Sebuah mobil pribadi berwarna hitam berhenti di halaman. Supirnya Deni membantu membawa tas majikannya.


"Bu! Kami pulang dulu ya! Ibu jangan terlalu merepotkan Bang Amri sama Kak Linda," ujar Deni sambil memeluk ibunya. Sudah sering ia meminta agar Bu Hafsoh ikut dengannya, tapi Amri menolak dengan alasan takut ibunya hilang karena sudah pikun. Susah mencarinya di kota besar.


"Iya, iya," balas Bu Hafsoh dengan ekspresi datar. Rasti bergantian pamit pada mertuanya dan menyelipkan beberapa lembar uang ke saku baju Bu Hafsoh tanpa sepengetahuan abang dan kakak iparnya.

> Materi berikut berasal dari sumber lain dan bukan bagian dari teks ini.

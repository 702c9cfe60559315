//! Sequential block scanner.
//!
//! One block at a time, in height order: fetch, walk every log of every
//! smart-contract transaction, decode against the watched catalogs, and feed
//! the resulting domain events to the persister. A block height is marked
//! scanned only after every event in it applied cleanly, so a crash resumes
//! on the failed block.

use std::cmp;
use std::collections::HashMap;

use anyhow::{bail, Result};
use log::{debug, info};

use crate::chain::{ChainReader, EARLIEST_BLOCK};
use crate::db::{Persister, ProposalSeed};
use crate::events::catalog::{ContractDefinition, SmartContract};
use crate::events::{ConfigEvent, DomainEvent, GovernanceEvent, LockEvent};
use crate::util::{addr_hex, u256_to_i64, wei_to_decimal};

pub struct Scanner<C, P> {
    client: C,
    persister: P,
    contracts: HashMap<String, SmartContract>,
}

impl<C: ChainReader, P: Persister> Scanner<C, P> {
    pub fn new(client: C, persister: P, definitions: Vec<ContractDefinition>) -> Result<Self> {
        let mut contracts = HashMap::new();
        for definition in definitions {
            if definition.address != definition.address.to_lowercase() {
                bail!(
                    "watched contract {} address must be lowercase: {}",
                    definition.name,
                    definition.address
                );
            }
            let contract = SmartContract::new(definition)?;
            let address = contract.address.to_string();
            if contracts.insert(address, contract).is_some() {
                bail!("duplicate watched contract address");
            }
        }
        Ok(Scanner {
            client,
            persister,
            contracts,
        })
    }

    pub fn persister(&self) -> &P {
        &self.persister
    }

    /// The next height to scan: one past the bookkept height, floored by the
    /// configured start and the chain's earliest relevant block.
    pub async fn next_height(&mut self, initial_block: u64) -> Result<u64> {
        let scanned = self.persister.scan_height().await?;
        Ok(cmp::max(
            cmp::max(scanned + 1, initial_block),
            EARLIEST_BLOCK,
        ))
    }

    pub async fn mark_scanned(&mut self, height: u64) -> Result<()> {
        self.persister.set_scan_height(height).await
    }

    /// Fetches one block and applies every decodable log in order. Any error
    /// leaves the height unmarked so the caller retries the whole block.
    pub async fn scan_block(&mut self, height: u64) -> Result<()> {
        let block = self.client.block_by_height(height).await?;
        debug!(
            "block {}: {} smart-contract transactions",
            block.height,
            block.transactions.len()
        );
        let Scanner {
            client,
            persister,
            contracts,
        } = self;
        for tx in &block.transactions {
            for log in &tx.logs {
                let contract = match contracts.get(&log.address.to_lowercase()) {
                    Some(contract) => contract,
                    None => continue,
                };
                let event = match contract.decode(log)? {
                    Some(event) => event,
                    None => continue,
                };
                info!("block {} {}: {:?}", height, contract.name, event);
                let transaction_id = persister
                    .transaction_id(block.height, &tx.hash, block.timestamp)
                    .await?;
                dispatch(
                    &*client,
                    persister,
                    contract.address,
                    event,
                    transaction_id,
                    log.log_index as i32,
                )
                .await?;
            }
        }
        Ok(())
    }
}

async fn dispatch<C: ChainReader, P: Persister>(
    client: &C,
    persister: &mut P,
    contract: &str,
    event: DomainEvent,
    transaction_id: i32,
    log_index: i32,
) -> Result<()> {
    match event {
        DomainEvent::Lock(LockEvent::Tnt20Locked {
            token,
            user,
            amount,
        }) => {
            persister
                .lock_tnt20(
                    contract,
                    &addr_hex(&token),
                    &addr_hex(&user),
                    wei_to_decimal(amount),
                    transaction_id,
                    log_index,
                )
                .await
        }
        DomainEvent::Lock(LockEvent::Tnt20Unlocked {
            token,
            user,
            amount,
        }) => {
            persister
                .unlock_tnt20(
                    &addr_hex(&token),
                    &addr_hex(&user),
                    wei_to_decimal(amount),
                    transaction_id,
                    log_index,
                )
                .await
        }
        DomainEvent::Lock(LockEvent::Tnt721Locked {
            token,
            user,
            token_id,
        }) => {
            persister
                .lock_tnt721(
                    contract,
                    &addr_hex(&token),
                    &addr_hex(&user),
                    u256_to_i64(token_id)?,
                    transaction_id,
                )
                .await
        }
        DomainEvent::Lock(LockEvent::Tnt721Unlocked {
            token,
            user,
            token_id,
        }) => {
            persister
                .unlock_tnt721(&addr_hex(&token), &addr_hex(&user), u256_to_i64(token_id)?)
                .await
        }
        DomainEvent::Governance(GovernanceEvent::ProposalCreated(created)) => {
            let proposal_id = u256_to_i64(created.proposal_id)?;
            let proposer = addr_hex(&created.proposer);
            let seed = ProposalSeed {
                proposal_id,
                proposer: &proposer,
                description: &created.description,
                options: &created.options,
                start_timestamp: u256_to_i64(created.start_time)?,
                end_timestamp: u256_to_i64(created.end_time)?,
                tfuel_pot: wei_to_decimal(created.tfuel_amount),
                reward_token_pot: wei_to_decimal(created.reward_token_amount),
            };
            persister.create_proposal(&seed, transaction_id).await?;

            // Second phase: the creation event does not carry the reward
            // token or the voting-token whitelist, so read them back.
            let data = client.proposal_data(contract, proposal_id as u64).await?;
            let voting: Vec<String> = data.voting_tokens.iter().map(addr_hex).collect();
            persister
                .enrich_proposal(proposal_id, &addr_hex(&data.reward_token), &voting)
                .await
        }
        DomainEvent::Governance(GovernanceEvent::ProposalCanceled { proposal_id }) => {
            persister.cancel_proposal(u256_to_i64(proposal_id)?).await
        }
        DomainEvent::Governance(GovernanceEvent::VoteCast {
            voter,
            proposal_id,
            option,
            votes,
        }) => {
            persister
                .record_vote(
                    u256_to_i64(proposal_id)?,
                    &addr_hex(&voter),
                    option as i32,
                    u256_to_i64(votes)?,
                    transaction_id,
                    log_index,
                )
                .await
        }
        DomainEvent::Governance(GovernanceEvent::RewardClaimed {
            voter, proposal_id, ..
        }) => {
            persister
                .claim_reward(u256_to_i64(proposal_id)?, &addr_hex(&voter))
                .await
        }
        DomainEvent::Governance(GovernanceEvent::ProposerRoleUpdated { proposer, active }) => {
            persister.update_proposer(&addr_hex(&proposer), active).await
        }
        DomainEvent::Governance(GovernanceEvent::TokenInfoUpdated {
            token,
            voting_power,
            lock_address,
            is_tnt20,
        }) => {
            persister
                .update_token_info(
                    &addr_hex(&token),
                    u256_to_i64(voting_power)?,
                    &addr_hex(&lock_address),
                    is_tnt20,
                )
                .await
        }
        DomainEvent::Governance(GovernanceEvent::RewardTokenUpdated {
            token,
            is_reward_token,
        }) => {
            persister
                .update_reward_token(&addr_hex(&token), is_reward_token)
                .await
        }
        DomainEvent::Config(ConfigEvent { param, value }) => {
            persister
                .set_config(param, u256_to_i64(value)?, transaction_id)
                .await
        }
    }
}
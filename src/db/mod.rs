pub mod connection;
pub mod db_persister;
pub mod models;
pub mod persister;
pub mod queries;
pub mod schema;
pub mod setup;
pub mod views;

pub use connection::establish_connection;
pub use db_persister::DatabasePersister;
pub use persister::{Persister, ProposalSeed};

Linda membekap mulut, tak kuasa menahan tangis saat kedua adik iparnya pulang. Selama ini dia mengira kalau adik iparnya lupa akan jasa suaminya. Namun baru ia tahu kalau lelaki yang menikahinya lah yang selalu menolak pemberian Deni.


"Rasa hormat dan kasih sayang Deni telah menyadarkanku bahwa kamu memang suamiku yang terbaik, Bang. Maafkan aku selalu mengeluh dan menyalahkan sikap baikmu yang menurutku berlebihan," seru Linda dan memeluk suaminya yang kurus.


"Ibuuu! Bapaaak! Lihat ini!" seru Lenny dari dapur. Tergopoh sepasang insan itu melihat apa yang terjadi di belakang.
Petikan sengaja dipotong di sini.